Gates previously worked on an undergraduate research project at CGS, studying antibiotic-resistant bacteria in the Charles River. She says that project prepared her to direct her own research with the help of the SIRF grant.
“It can feel incredibly daunting,” Gates says, “but I think this self-directed project will have a tremendous impact on my readiness for a career as a biologist. Working in a lab and researching for my project both really solidified that I want to be a biologist, and I don’t think I would be as confident about my career had I not done research projects like these.”
Jessica Lee: Using Visuals to Combat Language Barriers in Mental Health Care

Jessica Lee’s SIRF project developed out of previous research she’d done alongside Davida Pines, a CGS associate dean and director of CITL, on aging in graphic medicine, the use of comics in medical education and patient care. This work piqued Lee’s interest in the power of graphics to bridge the language barrier between patients and providers, an idea bolstered by her own experiences with family and a stint volunteering at the Gwangju Migrant Health Center in South Korea last year.
“With my family being immigrants from Korea without any English fluency, I have experienced first-hand how they struggle communicating with healthcare providers, even with interpreters,” says Lee (’24, CAS’25). She points to a recent incident involving her grandmother, who didn’t understand that she wasn’t supposed to eat or drink eight hours before cataract surgery. As a result, she had to have the procedure without general anesthesia.
As part of her project, Lee is also working with a doctor at the Immigrant and Refugee Health Center at Boston Medical Center—BU’s primary teaching hospital—to implement her recommendations for graphics to help overcome language barriers.
Lee credits Pines’ mentorship for helping her build the confidence to lead her own research project.
“I have gained a tremendous amount of research skills, learning how to ask and answer critical, effective questions to research efficiently,” she says. “Ultimately, I hope to increase awareness of the impact of graphics that can be used in the healthcare field to better care for patients.”
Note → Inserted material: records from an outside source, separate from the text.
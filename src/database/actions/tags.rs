use std::collections::HashSet;

use sqlx::{Pool, Postgres};

use crate::{
    error::Error,
    form::TagForm,
    schema::{Tag, Uuid},
};

pub async fn create_tag(form: &TagForm, pool: &Pool<Postgres>) -> Result<Tag, Error> {
    form.validate()?;

    // Unique violations on name, color or slug surface as `AlreadyExists`.
    let tag: Tag = sqlx::query_as(
        "
        INSERT INTO tags (name, color, slug)
        VALUES ($1, $2, $3)
        RETURNING *
    ",
    )
    .bind(&form.name)
    .bind(&form.color)
    .bind(&form.slug)
    .fetch_one(pool)
    .await?;

    Ok(tag)
}

pub async fn get_tag(tag_id: Uuid, pool: &Pool<Postgres>) -> Result<Option<Tag>, Error> {
    let row: Option<Tag> = sqlx::query_as("SELECT * FROM tags WHERE id = $1")
        .bind(tag_id)
        .fetch_optional(pool)
        .await?;

    Ok(row)
}

pub async fn list_tags(pool: &Pool<Postgres>) -> Result<Vec<Tag>, Error> {
    let rows: Vec<Tag> = sqlx::query_as("SELECT * FROM tags ORDER BY name")
        .fetch_all(pool)
        .await?;

    Ok(rows)
}

/// Returns the first id from `ids` that has no matching tag row.
pub async fn find_missing_tag(ids: &[Uuid], pool: &Pool<Postgres>) -> Result<Option<Uuid>, Error> {
    let rows: Vec<(Uuid,)> = sqlx::query_as("SELECT id FROM tags WHERE id = ANY($1)")
        .bind(ids.to_vec())
        .fetch_all(pool)
        .await?;

    let found: HashSet<Uuid> = rows.into_iter().map(|row| row.0).collect();

    Ok(ids.iter().find(|id| !found.contains(id)).copied())
}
Camila Olivo: Migration as a Humanitarian Issue

Camila Olivo had the idea to organize a forum about immigration as a humanitarian issue after completing a summer internship at Catholic Charities of Central Florida Immigration Legal Services in her hometown of Orlando, Fla.
“I saw a discrepancy between how the immigration question is considered by politicians and the general public versus in an immigration office,” she says, noting that while she often sees the news portrays immigration as a strictly political issue, immigrants were recognized for their humanity and treated with compassion in the office where she worked. “I witnessed an arduous documentation process that those who work in this sort of office are all too aware of, yet is hardly ever acknowledged in public political discourse. Because of this, I wanted to bring the struggles of the legal immigrant to life. SIRF has provided me with the opportunity to do just that.”
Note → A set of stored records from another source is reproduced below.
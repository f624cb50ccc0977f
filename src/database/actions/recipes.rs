use sqlx::{Pool, Postgres, QueryBuilder, Transaction};

use crate::{
    authentication::jwt::SessionData,
    authentication::permissions::{authorize, Policy},
    constants::RECIPE_COUNT_PER_PAGE,
    error::Error,
    form::{IngredientAmount, RecipeForm},
    pagination::PageContext,
    schema::{
        CartLine, Recipe, RecipeIngredientDetail, RecipeRow, RecipeView, ShortRecipe, Tag, Uuid,
    },
    shopping_list::ShoppingList,
};

use super::users::{get_user_by_id, user_view};
use super::{ingredients, tags};

pub async fn get_recipe(recipe_id: Uuid, pool: &Pool<Postgres>) -> Result<Option<Recipe>, Error> {
    let row: Option<Recipe> = sqlx::query_as("SELECT * FROM recipes WHERE id = $1")
        .bind(recipe_id)
        .fetch_optional(pool)
        .await?;

    Ok(row)
}

/// Fetches a recipe for modification, verifying the caller is allowed to
/// write it. Admins may modify any recipe, everyone else only their own.
pub async fn get_recipe_mut(
    recipe_id: Uuid,
    session: &SessionData,
    pool: &Pool<Postgres>,
) -> Result<Recipe, Error> {
    let recipe = get_recipe(recipe_id, pool)
        .await?
        .ok_or_else(|| Error::NotFound(String::from("No recipe exists with specified id")))?;

    authorize(
        Policy::OwnerOrAdmin {
            owner_id: recipe.author_id,
        },
        Some(session),
        true,
    )?;

    Ok(recipe)
}

/// Lists recipes newest first, optionally narrowed by author and tag slug.
pub async fn fetch_recipes(
    author: Option<Uuid>,
    tag: Option<String>,
    offset: i64,
    pool: &Pool<Postgres>,
) -> Result<PageContext<Recipe>, Error> {
    let rows: Vec<RecipeRow> = match (author, tag) {
        (Some(author_id), Some(slug)) => {
            sqlx::query_as(
                "
                SELECT r.*, COUNT(*) OVER() AS count
                FROM recipes r
                WHERE r.author_id = $1 AND EXISTS (
                    SELECT 1 FROM recipe_tags rt
                    INNER JOIN tags t ON t.id = rt.tag_id
                    WHERE rt.recipe_id = r.id AND t.slug = $2
                )
                ORDER BY r.pub_date DESC
                LIMIT $3 OFFSET $4
            ",
            )
            .bind(author_id)
            .bind(slug)
            .bind(RECIPE_COUNT_PER_PAGE)
            .bind(offset)
            .fetch_all(pool)
            .await?
        }
        (Some(author_id), None) => {
            sqlx::query_as(
                "
                SELECT r.*, COUNT(*) OVER() AS count
                FROM recipes r
                WHERE r.author_id = $1
                ORDER BY r.pub_date DESC
                LIMIT $2 OFFSET $3
            ",
            )
            .bind(author_id)
            .bind(RECIPE_COUNT_PER_PAGE)
            .bind(offset)
            .fetch_all(pool)
            .await?
        }
        (None, Some(slug)) => {
            sqlx::query_as(
                "
                SELECT r.*, COUNT(*) OVER() AS count
                FROM recipes r
                WHERE EXISTS (
                    SELECT 1 FROM recipe_tags rt
                    INNER JOIN tags t ON t.id = rt.tag_id
                    WHERE rt.recipe_id = r.id AND t.slug = $1
                )
                ORDER BY r.pub_date DESC
                LIMIT $2 OFFSET $3
            ",
            )
            .bind(slug)
            .bind(RECIPE_COUNT_PER_PAGE)
            .bind(offset)
            .fetch_all(pool)
            .await?
        }
        (None, None) => {
            sqlx::query_as(
                "
                SELECT r.*, COUNT(*) OVER() AS count
                FROM recipes r
                ORDER BY r.pub_date DESC
                LIMIT $1 OFFSET $2
            ",
            )
            .bind(RECIPE_COUNT_PER_PAGE)
            .bind(offset)
            .fetch_all(pool)
            .await?
        }
    };

    let total_count = rows.first().map(|row| row.count).unwrap_or(0);
    let recipes: Vec<Recipe> = rows.into_iter().map(Recipe::from).collect();

    Ok(PageContext::from_rows(
        recipes,
        total_count,
        RECIPE_COUNT_PER_PAGE,
        offset,
    ))
}

async fn check_references(form: &RecipeForm, pool: &Pool<Postgres>) -> Result<(), Error> {
    let ingredient_ids: Vec<Uuid> = form.ingredients.iter().map(|part| part.id).collect();
    if let Some(id) = ingredients::find_missing_ingredient(&ingredient_ids, pool).await? {
        return Err(Error::validation(
            "ingredients",
            format!("Ingredient with id {id} doesn't exist"),
        ));
    }

    if let Some(id) = tags::find_missing_tag(&form.tags, pool).await? {
        return Err(Error::validation(
            "tags",
            format!("Tag with id {id} doesn't exist"),
        ));
    }

    Ok(())
}

async fn insert_recipe_ingredients(
    recipe_id: Uuid,
    parts: &[IngredientAmount],
    tr: &mut Transaction<'_, Postgres>,
) -> Result<(), Error> {
    let mut query_builder: QueryBuilder<Postgres> =
        QueryBuilder::new("INSERT INTO recipe_ingredients (recipe_id, ingredient_id, amount) ");

    query_builder.push_values(parts.iter(), |mut builder, part| {
        builder
            .push_bind(recipe_id)
            .push_bind(part.id)
            .push_bind(part.amount);
    });

    query_builder.build().execute(&mut **tr).await?;

    Ok(())
}

async fn insert_recipe_tags(
    recipe_id: Uuid,
    tag_ids: &[Uuid],
    tr: &mut Transaction<'_, Postgres>,
) -> Result<(), Error> {
    let mut query_builder: QueryBuilder<Postgres> =
        QueryBuilder::new("INSERT INTO recipe_tags (recipe_id, tag_id) ");

    query_builder.push_values(tag_ids.iter(), |mut builder, tag_id| {
        builder.push_bind(recipe_id).push_bind(*tag_id);
    });

    query_builder.build().execute(&mut **tr).await?;

    Ok(())
}

/// Creates a recipe with its ingredient amounts and tags in one transaction.
pub async fn create_recipe(
    author_id: Uuid,
    form: &RecipeForm,
    pool: &Pool<Postgres>,
) -> Result<Recipe, Error> {
    form.validate_create()?;
    check_references(form, pool).await?;

    let mut tr = pool
        .begin()
        .await
        .map_err(|_| Error::internal("Could not start transaction"))?;

    let recipe: Recipe = sqlx::query_as(
        "
        INSERT INTO recipes (author_id, name, image, text, cooking_time, pub_date)
        VALUES ($1, $2, $3, $4, $5, NOW())
        RETURNING *
    ",
    )
    .bind(author_id)
    .bind(&form.name)
    .bind(&form.image)
    .bind(&form.text)
    .bind(form.cooking_time)
    .fetch_one(&mut *tr)
    .await?;

    insert_recipe_ingredients(recipe.id, &form.ingredients, &mut tr).await?;
    insert_recipe_tags(recipe.id, &form.tags, &mut tr).await?;

    tr.commit()
        .await
        .map_err(|_| Error::internal("Could not commit transaction"))?;

    Ok(recipe)
}

/// Replaces a recipe's fields and both join sets. The old ingredient amounts
/// and tag links are deleted and the form's are re-inserted, so readers never
/// see a mix of old and new rows.
pub async fn update_recipe(
    recipe: &Recipe,
    form: &RecipeForm,
    pool: &Pool<Postgres>,
) -> Result<Recipe, Error> {
    form.validate()?;
    check_references(form, pool).await?;

    let mut tr = pool
        .begin()
        .await
        .map_err(|_| Error::internal("Could not start transaction"))?;

    let updated: Recipe = sqlx::query_as(
        "
        UPDATE recipes SET
        name = $1,
        image = COALESCE($2, image),
        text = $3,
        cooking_time = $4
        WHERE id = $5
        RETURNING *
    ",
    )
    .bind(&form.name)
    .bind(&form.image)
    .bind(&form.text)
    .bind(form.cooking_time)
    .bind(recipe.id)
    .fetch_one(&mut *tr)
    .await?;

    sqlx::query("DELETE FROM recipe_ingredients WHERE recipe_id = $1")
        .bind(recipe.id)
        .execute(&mut *tr)
        .await?;
    insert_recipe_ingredients(recipe.id, &form.ingredients, &mut tr).await?;

    sqlx::query("DELETE FROM recipe_tags WHERE recipe_id = $1")
        .bind(recipe.id)
        .execute(&mut *tr)
        .await?;
    insert_recipe_tags(recipe.id, &form.tags, &mut tr).await?;

    tr.commit()
        .await
        .map_err(|_| Error::internal("Could not commit transaction"))?;

    Ok(updated)
}

/// Deletes a recipe and every row referencing it.
pub async fn delete_recipe(recipe_id: Uuid, pool: &Pool<Postgres>) -> Result<(), Error> {
    let mut tr = pool
        .begin()
        .await
        .map_err(|_| Error::internal("Could not start transaction"))?;

    sqlx::query("DELETE FROM recipe_ingredients WHERE recipe_id = $1")
        .bind(recipe_id)
        .execute(&mut *tr)
        .await?;
    sqlx::query("DELETE FROM recipe_tags WHERE recipe_id = $1")
        .bind(recipe_id)
        .execute(&mut *tr)
        .await?;
    sqlx::query("DELETE FROM user_favorites WHERE recipe_id = $1")
        .bind(recipe_id)
        .execute(&mut *tr)
        .await?;
    sqlx::query("DELETE FROM shopping_cart WHERE recipe_id = $1")
        .bind(recipe_id)
        .execute(&mut *tr)
        .await?;
    sqlx::query("DELETE FROM recipes WHERE id = $1")
        .bind(recipe_id)
        .execute(&mut *tr)
        .await?;

    tr.commit()
        .await
        .map_err(|_| Error::internal("Could not commit transaction"))?;

    Ok(())
}

pub async fn list_recipe_ingredients(
    recipe_id: Uuid,
    pool: &Pool<Postgres>,
) -> Result<Vec<RecipeIngredientDetail>, Error> {
    let rows: Vec<RecipeIngredientDetail> = sqlx::query_as(
        "
        SELECT i.id, i.name, i.measurement_unit, ri.amount
        FROM recipe_ingredients ri
        INNER JOIN ingredients i ON i.id = ri.ingredient_id
        WHERE ri.recipe_id = $1
        ORDER BY i.name
    ",
    )
    .bind(recipe_id)
    .fetch_all(pool)
    .await?;

    Ok(rows)
}

pub async fn list_recipe_tags(recipe_id: Uuid, pool: &Pool<Postgres>) -> Result<Vec<Tag>, Error> {
    let rows: Vec<Tag> = sqlx::query_as(
        "
        SELECT t.*
        FROM recipe_tags rt
        INNER JOIN tags t ON t.id = rt.tag_id
        WHERE rt.recipe_id = $1
        ORDER BY t.name
    ",
    )
    .bind(recipe_id)
    .fetch_all(pool)
    .await?;

    Ok(rows)
}

pub async fn is_favorited(
    recipe_id: Uuid,
    user_id: Uuid,
    pool: &Pool<Postgres>,
) -> Result<bool, Error> {
    let row: (bool,) = sqlx::query_as(
        "SELECT EXISTS(SELECT 1 FROM user_favorites WHERE user_id = $1 AND recipe_id = $2)",
    )
    .bind(user_id)
    .bind(recipe_id)
    .fetch_one(pool)
    .await?;

    Ok(row.0)
}

pub async fn is_in_shopping_cart(
    recipe_id: Uuid,
    user_id: Uuid,
    pool: &Pool<Postgres>,
) -> Result<bool, Error> {
    let row: (bool,) = sqlx::query_as(
        "SELECT EXISTS(SELECT 1 FROM shopping_cart WHERE user_id = $1 AND recipe_id = $2)",
    )
    .bind(user_id)
    .bind(recipe_id)
    .fetch_one(pool)
    .await?;

    Ok(row.0)
}

pub async fn add_to_favorites(
    recipe_id: Uuid,
    user_id: Uuid,
    pool: &Pool<Postgres>,
) -> Result<ShortRecipe, Error> {
    let recipe = get_recipe(recipe_id, pool)
        .await?
        .ok_or_else(|| Error::NotFound(String::from("No recipe exists with specified id")))?;

    let result = sqlx::query(
        "INSERT INTO user_favorites (user_id, recipe_id) VALUES ($1, $2) ON CONFLICT DO NOTHING",
    )
    .bind(user_id)
    .bind(recipe_id)
    .execute(pool)
    .await?;

    if result.rows_affected() == 0 {
        return Err(Error::AlreadyExists(String::from(
            "Recipe is already in favorites",
        )));
    }

    Ok(ShortRecipe::from(&recipe))
}

pub async fn remove_from_favorites(
    recipe_id: Uuid,
    user_id: Uuid,
    pool: &Pool<Postgres>,
) -> Result<(), Error> {
    let result = sqlx::query("DELETE FROM user_favorites WHERE user_id = $1 AND recipe_id = $2")
        .bind(user_id)
        .bind(recipe_id)
        .execute(pool)
        .await?;

    if result.rows_affected() == 0 {
        return Err(Error::NotFound(String::from("Recipe is not in favorites")));
    }

    Ok(())
}

pub async fn add_to_cart(
    recipe_id: Uuid,
    user_id: Uuid,
    pool: &Pool<Postgres>,
) -> Result<ShortRecipe, Error> {
    let recipe = get_recipe(recipe_id, pool)
        .await?
        .ok_or_else(|| Error::NotFound(String::from("No recipe exists with specified id")))?;

    let result = sqlx::query(
        "INSERT INTO shopping_cart (user_id, recipe_id) VALUES ($1, $2) ON CONFLICT DO NOTHING",
    )
    .bind(user_id)
    .bind(recipe_id)
    .execute(pool)
    .await?;

    if result.rows_affected() == 0 {
        return Err(Error::AlreadyExists(String::from(
            "Recipe is already in the shopping cart",
        )));
    }

    Ok(ShortRecipe::from(&recipe))
}

pub async fn remove_from_cart(
    recipe_id: Uuid,
    user_id: Uuid,
    pool: &Pool<Postgres>,
) -> Result<(), Error> {
    let result = sqlx::query("DELETE FROM shopping_cart WHERE user_id = $1 AND recipe_id = $2")
        .bind(user_id)
        .bind(recipe_id)
        .execute(pool)
        .await?;

    if result.rows_affected() == 0 {
        return Err(Error::NotFound(String::from(
            "Recipe is not in the shopping cart",
        )));
    }

    Ok(())
}

/// Every (name, unit, amount) line behind the user's cart, one row per
/// ingredient per recipe. Aggregation happens in `ShoppingList`.
pub async fn list_cart_ingredients(
    user_id: Uuid,
    pool: &Pool<Postgres>,
) -> Result<Vec<CartLine>, Error> {
    let rows: Vec<CartLine> = sqlx::query_as(
        "
        SELECT i.name, i.measurement_unit, ri.amount
        FROM shopping_cart sc
        INNER JOIN recipe_ingredients ri ON ri.recipe_id = sc.recipe_id
        INNER JOIN ingredients i ON i.id = ri.ingredient_id
        WHERE sc.user_id = $1
    ",
    )
    .bind(user_id)
    .fetch_all(pool)
    .await?;

    Ok(rows)
}

pub async fn build_shopping_list(
    user_id: Uuid,
    pool: &Pool<Postgres>,
) -> Result<ShoppingList, Error> {
    let lines = list_cart_ingredients(user_id, pool).await?;

    Ok(ShoppingList::aggregate(lines))
}

/// Assembles the full read representation of a recipe: author profile,
/// tags, ingredient amounts and the viewer's favorite/cart flags.
pub async fn recipe_view(
    recipe: &Recipe,
    viewer: Option<Uuid>,
    pool: &Pool<Postgres>,
) -> Result<RecipeView, Error> {
    let author = get_user_by_id(recipe.author_id, pool)
        .await?
        .ok_or_else(|| Error::internal("Recipe author no longer exists"))?;
    let author = user_view(&author, viewer, pool).await?;

    let tags = list_recipe_tags(recipe.id, pool).await?;
    let ingredients = list_recipe_ingredients(recipe.id, pool).await?;

    let (is_favorited, is_in_shopping_cart) = match viewer {
        Some(viewer_id) => (
            self::is_favorited(recipe.id, viewer_id, pool).await?,
            self::is_in_shopping_cart(recipe.id, viewer_id, pool).await?,
        ),
        None => (false, false),
    };

    Ok(RecipeView {
        id: recipe.id,
        author,
        name: recipe.name.to_owned(),
        image: recipe.image.to_owned(),
        text: recipe.text.to_owned(),
        cooking_time: recipe.cooking_time,
        tags,
        ingredients,
        is_favorited,
        is_in_shopping_cart,
        pub_date: recipe.pub_date,
    })
}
Olivo (’23, Pardee’25, CAS’25) plans for her project to culminate in the forum, to take place on the BU campus this spring. Working with Michael Holm, a senior lecturer and chair of CGS’ social sciences division, she will compile insights from the symposium into a comprehensive report.
“Before coming to college, I never considered doing research, let alone leading my own project,” Olivo says. “I am grateful for SIRF, because it has provided me with a special opportunity to create a project, and potentially contribute to a solution, focused on an issue that I have seen in the world and in my chosen field of study. This is the unique attribute of a project like SIRF—it invites and encourages students to create a research project rather than to just do research.”